Imaginal exposure to the trauma entails having someone describe a traumatic experience at an increasing level of detail. A key factor in exposure is an understanding that confronting situations or memories of trauma triggers increases the urge to escape and avoid (which is a primary characteristic of PTSD in general). When this occurs, the therapist acknowledges the one’s feelings and reminds the person suffering with PTSD that avoidance reduces anxiety in the short-term, but will maintain fear and also prevent the learning that the feared situations or memories can eventually be perceived as less dangerous in the long-term.

A more general CBT approach might include the therapist helping the someone to explore schemas and self-talk, which mediate trauma-related fears, challenge negative biases, and generate appraisals that correct for the biases (cognitive restructuring), which helps build confidence.
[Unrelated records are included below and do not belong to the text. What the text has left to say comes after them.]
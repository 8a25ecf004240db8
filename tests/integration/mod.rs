//! Integration tests for mirrorsync

mod change_ordering;
mod config_integration;
mod end_to_end;
mod manifest_convergence;
mod tree_determinism;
A well known, effective, but still slightly controversial treatment for PTSD is known as EMDR. According to the theory behind the treatment, when a traumatic or distressing experience occurs, it may overwhelm usual cognitive and neurological coping mechanisms. The memory and associated stimuli of the event are inadequately processed, and are dysfunctionally stored in an isolated memory network.

The goal of EMDR therapy is to help process these distressing memories, reducing their lingering influence and allow someone to develop more adaptive coping mechanisms. EMDR integrates elements of many different therapies, including cognitive therapy, imaginal exposure, interpersonal, psychodynamic, and somatic therapies, to name a few. EMDR is distinguishable from these other therapies by its use of bilateral stimulation during each session (i.e., eye movements, tones, tapping, etc). Briefly, in EMDR a qualified therapist guides someone in vividly but safely recalling distressing past experiences (“desensitization”) and gaining new understanding (“reprocessing”) of the events, the sensations, feelings, thoughts and self-images associated with them. The “eye movement” aspect of EMDR involves the client moving his/her eyes in a back-and-forth (“saccadic”) manner while recalling the event(s).
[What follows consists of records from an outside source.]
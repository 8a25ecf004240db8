//! Manifest replication between peers

use super::test_utils::Harness;
use mirrorsync::engine::EngineOptions;
use mirrorsync::manifest::{ManifestStore, DEFAULT_MANIFEST_ID};
use mirrorsync::replication::{DocumentStore, SledDocumentStore};
use mirrorsync::types::{ContentId, Root};
use std::sync::Arc;
use std::time::Duration;
use tokio::sync::mpsc;

/// Push every manifest document `from` holds into `to`, as a peer transport would
async fn replicate(from: &SledDocumentStore, to: &SledDocumentStore) -> usize {
    let mut accepted = 0;
    for doc in from.list(&format!("{}/", DEFAULT_MANIFEST_ID)).await.unwrap() {
        if to.apply_remote(doc).await.unwrap() {
            accepted += 1;
        }
    }
    accepted
}

#[tokio::test]
async fn test_two_peers_converge_on_both_roots() {
    let a = Harness::with_options("alpha", "peer-a", EngineOptions::default()).await;
    let b = Harness::with_options("beta", "peer-b", EngineOptions::default()).await;

    a.write("a.txt", b"from a").await;
    a.engine.flush().await;
    b.write("b.txt", b"from b").await;
    b.engine.flush().await;

    replicate(&a.documents, &b.documents).await;
    replicate(&b.documents, &a.documents).await;

    let expected_a = a.root_id().await;
    let expected_b = b.root_id().await;
    for peer in [&a, &b] {
        let manifest = peer.engine.manifest().get().await.unwrap();
        assert_eq!(manifest.get(&a.root), Some(&expected_a));
        assert_eq!(manifest.get(&b.root), Some(&expected_b));
    }
}

#[tokio::test]
async fn test_local_publish_after_replication_keeps_remote_root() {
    let a = Harness::with_options("alpha", "peer-a", EngineOptions::default()).await;
    let b = Harness::with_options("beta", "peer-b", EngineOptions::default()).await;

    replicate(&b.documents, &a.documents).await;
    a.write("a.txt", b"after replication").await;
    a.engine.flush().await;

    let manifest = a.engine.manifest().get().await.unwrap();
    assert_eq!(manifest.get(&b.root), Some(&b.root_id().await));
    assert_eq!(manifest.get(&a.root), Some(&a.root_id().await));
}

#[tokio::test]
async fn test_stale_replica_does_not_roll_back_a_root() {
    let a = Harness::with_options("alpha", "peer-a", EngineOptions::default()).await;
    let mirror = SledDocumentStore::temporary("peer-m").unwrap();

    replicate(&a.documents, &mirror).await;
    a.write("a.txt", b"newer").await;
    a.engine.flush().await;

    // The mirror still holds the older entry; sending it back must not win
    assert_eq!(replicate(&mirror, &a.documents).await, 0);
    assert_eq!(
        a.engine.manifest().get().await.unwrap().get(&a.root),
        Some(&a.root_id().await)
    );
}

#[tokio::test]
async fn test_remote_updates_reach_the_read_cache() {
    let a = Harness::with_options("alpha", "peer-a", EngineOptions::default()).await;
    let b = Harness::with_options("beta", "peer-b", EngineOptions::default()).await;

    let (tx, mut rx) = mpsc::unbounded_channel();
    let listener = a.engine.manifest().on_remote_update(move |manifest| {
        let _ = tx.send(manifest.clone());
    });

    b.write("b.txt", b"b").await;
    b.engine.flush().await;
    replicate(&b.documents, &a.documents).await;

    let expected = b.root_id().await;
    let mut seen = None;
    while let Ok(Some(manifest)) = tokio::time::timeout(Duration::from_secs(5), rx.recv()).await {
        if manifest.get(&b.root) == Some(&expected) {
            seen = Some(manifest);
            break;
        }
    }
    assert!(seen.is_some());
    assert_eq!(a.engine.manifest().cached().get(&b.root), Some(&expected));
    listener.abort();
}

#[tokio::test]
async fn test_concurrent_local_roots_do_not_lose_updates() {
    let documents = Arc::new(SledDocumentStore::temporary("peer-a").unwrap());
    let manifest = Arc::new(ManifestStore::new(documents, DEFAULT_MANIFEST_ID));

    let mut tasks = Vec::new();
    for i in 0..16u8 {
        let manifest = Arc::clone(&manifest);
        tasks.push(tokio::spawn(async move {
            let root = Root::new(format!("root-{}", i)).unwrap();
            manifest
                .merge_root_hash(&root, ContentId::from_bytes([i; 32]))
                .await
                .unwrap();
        }));
    }
    for task in tasks {
        task.await.unwrap();
    }

    let doc = manifest.get().await.unwrap();
    assert_eq!(doc.entries.len(), 16);
    for i in 0..16u8 {
        let root = Root::new(format!("root-{}", i)).unwrap();
        assert_eq!(doc.get(&root), Some(&ContentId::from_bytes([i; 32])));
    }
}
Psychopharmacologic Treatment

In general, one of the greatest challenges in the field of PTSD is that there has been relatively little study of medications. The Selective Serotonin Reuptake Inhibitors (SSRI’s) are, according to the research, most effective with the lowest side effect profile. Yet, only two, Zoloft (Sertraline), and Paxil (Paroxetine), have been FDA-approved for actually treating PTSD. New studies are exploring the possibility of Ketamine treatment. Ketamine works on the glutamate pathway in the brain, pathways involved in memory and mood regulation, which might explain some preliminary results of positive outcome. Research is ongoing, and Ketamine is a long way from being used in clinical practice specifically for PTSD. Consulting with a trained psychiatrist or psychopharmacologist is most prudent.
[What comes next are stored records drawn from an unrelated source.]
//! Content Store
//!
//! Path-addressed view over content-addressed storage. Every entry has a
//! deterministic [`ContentId`] derived from its bytes (files) or from its
//! sorted listing (directories), so identical subtrees share an id.

pub mod hasher;
pub mod persistence;

pub use persistence::SledContentStore;

use crate::error::StoreError;
use crate::types::{ContentId, NodeKind, ObjectPath};
use async_trait::async_trait;
use serde::{Deserialize, Serialize};

/// Result of a `stat` call
#[derive(Debug, Clone, PartialEq, Eq, Serialize, Deserialize)]
pub struct Stat {
    pub content_id: ContentId,
    pub kind: NodeKind,
    /// File length, or cumulative file bytes for a directory
    pub size: u64,
}

/// One immediate child reported by `list`
#[derive(Debug, Clone, PartialEq, Eq, Serialize, Deserialize)]
pub struct ListEntry {
    pub name: String,
    pub kind: NodeKind,
}

#[derive(Debug, Clone, Copy, Default)]
pub struct WriteOptions {
    /// Create the file if it does not exist
    pub create: bool,
    /// Create missing parent directories
    pub parents: bool,
}

#[derive(Debug, Clone, Copy, Default)]
pub struct MkdirOptions {
    pub parents: bool,
}

#[derive(Debug, Clone, Copy, Default)]
pub struct CopyOptions {
    pub parents: bool,
    /// Replace an existing destination in the same atomic step
    pub overwrite: bool,
}

#[derive(Debug, Clone, Copy, Default)]
pub struct RemoveOptions {
    pub recursive: bool,
}

/// Content store interface.
///
/// Implementations must make each individual call atomic: a concurrent reader
/// observes an entry either before or after a mutation, never half-applied.
#[async_trait]
pub trait ContentStore: Send + Sync {
    async fn write(
        &self,
        path: &ObjectPath,
        bytes: &[u8],
        options: WriteOptions,
    ) -> Result<(), StoreError>;

    async fn mkdir(&self, path: &ObjectPath, options: MkdirOptions) -> Result<(), StoreError>;

    /// Fails with [`StoreError::NotFound`] if the path is absent
    async fn stat(&self, path: &ObjectPath) -> Result<Stat, StoreError>;

    async fn list(&self, path: &ObjectPath) -> Result<Vec<ListEntry>, StoreError>;

    async fn copy(
        &self,
        src: &ObjectPath,
        dst: &ObjectPath,
        options: CopyOptions,
    ) -> Result<(), StoreError>;

    async fn remove(&self, path: &ObjectPath, options: RemoveOptions) -> Result<(), StoreError>;

    async fn read(&self, path: &ObjectPath) -> Result<Vec<u8>, StoreError>;

    /// `stat` with absence as a value rather than an error
    async fn stat_opt(&self, path: &ObjectPath) -> Result<Option<Stat>, StoreError> {
        match self.stat(path).await {
            Ok(stat) => Ok(Some(stat)),
            Err(e) if e.is_not_found() => Ok(None),
            Err(e) => Err(e),
        }
    }
}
Again, no matter the treatment of choice, the goals of the therapist should be maintained throughout. These include emphasizing a sense of self-esteem and personal empowerment, helping someone make sense of confusing and disturbing experiences, working collaboratively with someone at his/her individual own pace, keeping a sense of hope alive when the one is unable to do so, and gently guiding the patient to increased self-awareness.

What is YOUR experience with these treatment techniques? As always, your comments are heeded with care.

To Thriving,

Jennifer Wolkin, Phd

PTSD and Traumatic Brain Injury (TBI)

PTSD and Traumatic Brain Injury (TBI)


As a neuropsychologist, I’ve had humbling interactions with those who have suffered trauma, in both mind AND brain.  That’s why I feel it is incumbent to create awareness regarding co-occurring PTSD and TBI.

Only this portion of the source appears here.